Décès du frère aîné  

Entre temps, Frank a rencontré Stanley, un compatriote qui tient un salon de coiffure pour hommes, couplé à une cordonnerie. « Stanley qui parle français et un peu de wolof a quelque peu apaisé mes solitudes et m’aide à  marchander les produits. D’ailleurs il a fini par me sous-louer une chambre dans son appartement. Et je paie 10.000 francs le mois, depuis début juin. » 

Cependant la bonne humeur et la bonne ambiance des jours et nuits au Fouladou née de la rencontre avec Stanley sont interrompues, par une mauvaise nouvelle venue du Nigeria : « l’aîné de notre famille est décédé le 2 mai dans un hôpital de Lagos. Pas du Coronavirus, mais suite à une opération chirurgicale au niveau de la tête qui a mal tournée. C’est sur lui que je pouvais compter pour m’envoyer de l’argent au moment de rentrer au pays. J’ai passé  dDes nuits d’insomnies. »

Une semaine après, c’est une autre triste nouvelle que Frank doit accueillir. 

« Un de mes cousins qui a ramené le corps de mon frère de Lagos à mon village, dans le River State, qui se trouve à 20 heures de route en voiture. Il est décédé dans le village natal de ma maman à Imo State. Mon frère n’est toujours pas enterré, 2 mois et demi après. La famille a finalement eu l’autorisation de l’enterrer le 10 Août J’espère que j’y serai »

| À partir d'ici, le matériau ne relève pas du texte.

//! CLI command handlers
//!
//! Each subcommand is implemented in its own module.

pub mod analyze;
pub mod config;
pub mod generate;
pub mod helpers;
pub mod serve;
pub mod stored;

Alors que les frontières terrestres sont toujours fermées, l’incertitude n’est pas dissipée.  Les parents âgés de 75 ans (la maman) et de 79 ans pleurent toujours leur premier enfant. « Ils ne peuvent pas finir avec le deuil tant qu’il ne sera pas sous terre ».  

Frank craque à l’occasion, mais reste fort, serein et n’en veut à personne.  

« Personne n’est responsable de cette situation. C’est le hasard qui a fait que je me suis retrouveé là  ici en cette période-ci. Je n’avais jamais auparavant séjourné au Sénégal. Les autorités de la CEDEAO doivent comprendre que des fils de la sous-région sont en train de souffrir en silence dans  des pays où ils n’ont aucune attache sociale. Ils doivent faire quelque chose pour la réouverture des frontières terrestres. »  

Frank, tient bon pour l’instant. Mais pour combien de temps encore puisque, à cette date rien n’est encore décidé pour l’ouverture des frontières terrestres (l’entretien est réalisé le 14 juillet 2020.) A ce  Nigérian, il faudra un accompagnement psychologique pour continuer à tenir bon, à vivre avec la pandémie, à survivre. Toute chose qui lui manque pour l’instant.